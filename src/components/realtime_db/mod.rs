mod client;
mod scheduler;
pub mod snapshot;

pub use client::RealtimeDbClient;
pub use scheduler::{refresh_once, start_refresh_loop};
pub use snapshot::ScrapedSnapshot;

use crate::config::Config;
use crate::error::AppResult;
use async_trait::async_trait;
use std::sync::Arc;
use std::time::Duration;
use tokio::sync::RwLock;
use tokio::task::JoinHandle;
use tokio_util::sync::CancellationToken;

use super::EventStoreHandle;

/// Keeps the scraped batch in step with the hosted database
#[derive(Default)]
pub struct RealtimeDb {
    task: RwLock<Option<JoinHandle<()>>>,
}

impl RealtimeDb {
    pub fn new() -> Self {
        Self::default()
    }
}

#[async_trait]
impl super::Component for RealtimeDb {
    fn name(&self) -> &'static str {
        "realtime_db"
    }

    async fn init(
        &self,
        config: Arc<RwLock<Config>>,
        store: EventStoreHandle,
        cancel: CancellationToken,
    ) -> AppResult<()> {
        let (client, period) = {
            let config = config.read().await;
            (
                RealtimeDbClient::from_config(&config)?,
                Duration::from_secs(config.refresh_interval_secs),
            )
        };

        let mut task = self.task.write().await;
        if task.is_none() {
            *task = Some(start_refresh_loop(client, store, period, cancel));
        }

        Ok(())
    }

    async fn shutdown(&self) -> AppResult<()> {
        if let Some(task) = self.task.write().await.take() {
            task.abort();
        }
        Ok(())
    }

    fn as_any(&self) -> &dyn std::any::Any {
        self
    }
}
use super::models::NormalizedEvent;
use super::ordering::ALL_CATEGORIES;

/// Category half of a search
#[derive(Debug, Clone, PartialEq, Eq)]
pub enum CategoryFilter {
    All,
    Only(String),
}

impl From<&str> for CategoryFilter {
    fn from(category: &str) -> Self {
        if category.is_empty() || category == ALL_CATEGORIES {
            CategoryFilter::All
        } else {
            CategoryFilter::Only(category.to_string())
        }
    }
}

/// Free-text query plus category, matched against a batch
#[derive(Debug, Clone, PartialEq, Eq)]
pub struct EventQuery {
    needle: String,
    category: CategoryFilter,
}

impl EventQuery {
    pub fn new(query: &str, category: &str) -> Self {
        Self {
            needle: query.to_lowercase(),
            category: CategoryFilter::from(category),
        }
    }

    /// Query that matches everything
    pub fn everything() -> Self {
        Self::new("", ALL_CATEGORIES)
    }

    /// Case-insensitive substring match on title, description or
    /// location, and an exact tag match unless the category is `all`
    pub fn matches(&self, event: &NormalizedEvent) -> bool {
        let matches_text = self.needle.is_empty()
            || [&event.title, &event.description, &event.location]
                .iter()
                .any(|field| field.to_lowercase().contains(&self.needle));

        let matches_category = match &self.category {
            CategoryFilter::All => true,
            CategoryFilter::Only(tag) => event.tag == *tag,
        };

        matches_text && matches_category
    }
}
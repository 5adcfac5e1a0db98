use crate::commands::{self, Cli, CommandContext};
use crate::components::{
    google_calendar::GoogleCalendar, realtime_db::RealtimeDb, ComponentManager, EventStoreHandle,
};
use crate::config::Config;
use crate::error::Error;
use std::sync::Arc;
use tokio::sync::RwLock;
use tracing::{error, info};
use tracing_subscriber::{EnvFilter, FmtSubscriber};

/// Initialize logging with environment-based configuration
pub fn init_logging() -> miette::Result<()> {
    let subscriber = FmtSubscriber::builder()
        .with_env_filter(
            EnvFilter::try_from_default_env()
                .unwrap_or_else(|_| EnvFilter::new("info,reqwest=warn,hyper=warn")),
        )
        .with_writer(std::io::stderr)
        .finish();

    tracing::subscriber::set_global_default(subscriber)
        .map_err(|e| Error::Other(format!("Failed to set up logging: {}", e)))?;

    Ok(())
}

/// Load and initialize the application config
pub async fn load_config() -> miette::Result<Arc<RwLock<Config>>> {
    match Config::load() {
        Ok(config) => Ok(Arc::new(RwLock::new(config))),
        Err(e) => {
            error!("Failed to load configuration: {:?}", e);
            Err(e.into())
        }
    }
}

/// Wire up the store and components, then run the requested command
pub async fn run(cli: Cli, config: Arc<RwLock<Config>>) -> miette::Result<()> {
    let tz = {
        let config_read = config.read().await;
        crate::utils::i18n::set_locale(&config_read.locale);
        info!("Setting locale to {}", config_read.locale);
        config_read.tz()?
    };
    info!("Showing events in {}", tz);

    if !config.read().await.has_google_auth() {
        info!("No calendar credentials configured, calendar features are disabled");
    }

    let store = EventStoreHandle::new(tz);

    // Initialize component manager
    let mut component_manager = ComponentManager::new(Arc::clone(&config));
    component_manager.register(RealtimeDb::new());
    component_manager.register(GoogleCalendar::new());
    let component_manager = Arc::new(component_manager);

    let ctx = CommandContext::new(Arc::clone(&config), store)
        .with_component_manager(component_manager);

    commands::run(cli.command.unwrap_or_default(), &ctx).await?;
    Ok(())
}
-.-.-
INSTRUCTIONS FOR THE TASK:
Once the listing above has been read, restate it exactly.

ANSWER TO THIS PROBLEM:
filename src/components/realtime_db/mod.rs
mod client;
mod scheduler;
pub mod snapshot;

pub use client::RealtimeDbClient;
pub use scheduler::{refresh_once, start_refresh_loop};
pub use snapshot::ScrapedSnapshot;

use crate::config::Config;
use crate::error::AppResult;
use async_trait::async_trait;
use std::sync::Arc;
use std::time::Duration;
use tokio::sync::RwLock;
use tokio::task::JoinHandle;
use tokio_util::sync::CancellationToken;

use super::EventStoreHandle;

/// Keeps the scraped batch in step with the hosted database
#[derive(Default)]
pub struct RealtimeDb {
    task: RwLock<Option<JoinHandle<()>>>,
}

impl RealtimeDb {
    pub fn new() -> Self {
        Self::default()
    }
}

#[async_trait]
impl super::Component for RealtimeDb {
    fn name(&self) -> &'static str {
        "realtime_db"
    }

    async fn init(
        &self,
        config: Arc<RwLock<Config>>,
        store: EventStoreHandle,
        cancel: CancellationToken,
    ) -> AppResult<()> {
        let (client, period) = {
            let config = config.read().await;
            (
                RealtimeDbClient::from_config(&config)?,
                Duration::from_secs(config.refresh_interval_secs),
            )
        };

        let mut task = self.task.write().await;
        if task.is_none() {
            *task = Some(start_refresh_loop(client, store, period, cancel));
        }

        Ok(())
    }

    async fn shutdown(&self) -> AppResult<()> {
        if let Some(task) = self.task.write().await.take() {
            task.abort();
        }
        Ok(())
    }

    fn as_any(&self) -> &dyn std::any::Any {
        self
    }
}
use super::models::NormalizedEvent;
use super::ordering::ALL_CATEGORIES;

/// Category half of a search
#[derive(Debug, Clone, PartialEq, Eq)]
pub enum CategoryFilter {
    All,
    Only(String),
}

impl From<&str> for CategoryFilter {
    fn from(category: &str) -> Self {
        if category.is_empty() || category == ALL_CATEGORIES {
            CategoryFilter::All
        } else {
            CategoryFilter::Only(category.to_string())
        }
    }
}

/// Free-text query plus category, matched against a batch
#[derive(Debug, Clone, PartialEq, Eq)]
pub struct EventQuery {
    needle: String,
    category: CategoryFilter,
}

impl EventQuery {
    pub fn new(query: &str, category: &str) -> Self {
        Self {
            needle: query.to_lowercase(),
            category: CategoryFilter::from(category),
        }
    }

    /// Query that matches everything
    pub fn everything() -> Self {
        Self::new("", ALL_CATEGORIES)
    }

    /// Case-insensitive substring match on title, description or
    /// location, and an exact tag match unless the category is `all`
    pub fn matches(&self, event: &NormalizedEvent) -> bool {
        let matches_text = self.needle.is_empty()
            || [&event.title, &event.description, &event.location]
                .iter()
                .any(|field| field.to_lowercase().contains(&self.needle));

        let matches_category = match &self.category {
            CategoryFilter::All => true,
            CategoryFilter::Only(tag) => event.tag == *tag,
        };

        matches_text && matches_category
    }
}
repository 5adcfac5e1a0db98
use crate::commands::{self, Cli, CommandContext};
use crate::components::{
    google_calendar::GoogleCalendar, realtime_db::RealtimeDb, ComponentManager, EventStoreHandle,
};
use crate::config::Config;
use crate::error::Error;
use std::sync::Arc;
use tokio::sync::RwLock;
use tracing::{error, info};
use tracing_subscriber::{EnvFilter, FmtSubscriber};

/// Initialize logging with environment-based configuration
pub fn init_logging() -> miette::Result<()> {
    let subscriber = FmtSubscriber::builder()
        .with_env_filter(
            EnvFilter::try_from_default_env()
                .unwrap_or_else(|_| EnvFilter::new("info,reqwest=warn,hyper=warn")),
        )
        .with_writer(std::io::stderr)
        .finish();

    tracing::subscriber::set_global_default(subscriber)
        .map_err(|e| Error::Other(format!("Failed to set up logging: {}", e)))?;

    Ok(())
}

/// Load and initialize the application config
pub async fn load_config() -> miette::Result<Arc<RwLock<Config>>> {
    match Config::load() {
        Ok(config) => Ok(Arc::new(RwLock::new(config))),
        Err(e) => {
            error!("Failed to load configuration: {:?}", e);
            Err(e.into())
        }
    }
}

/// Wire up the store and components, then run the requested command
pub async fn run(cli: Cli, config: Arc<RwLock<Config>>) -> miette::Result<()> {
    let tz = {
        let config_read = config.read().await;
        crate::utils::i18n::set_locale(&config_read.locale);
        info!("Setting locale to {}", config_read.locale);
        config_read.tz()?
    };
    info!("Showing events in {}", tz);

    if !config.read().await.has_google_auth() {
        info!("No calendar credentials configured, calendar features are disabled");
    }

    let store = EventStoreHandle::new(tz);

    // Initialize component manager
    let mut component_manager = ComponentManager::new(Arc::clone(&config));
    component_manager.register(RealtimeDb::new());
    component_manager.register(GoogleCalendar::new());
    let component_manager = Arc::new(component_manager);

    let ctx = CommandContext::new(Arc::clone(&config), store)
        .with_component_manager(component_manager);

    commands::run(cli.command.unwrap_or_default(), &ctx).await?;
    Ok(())
}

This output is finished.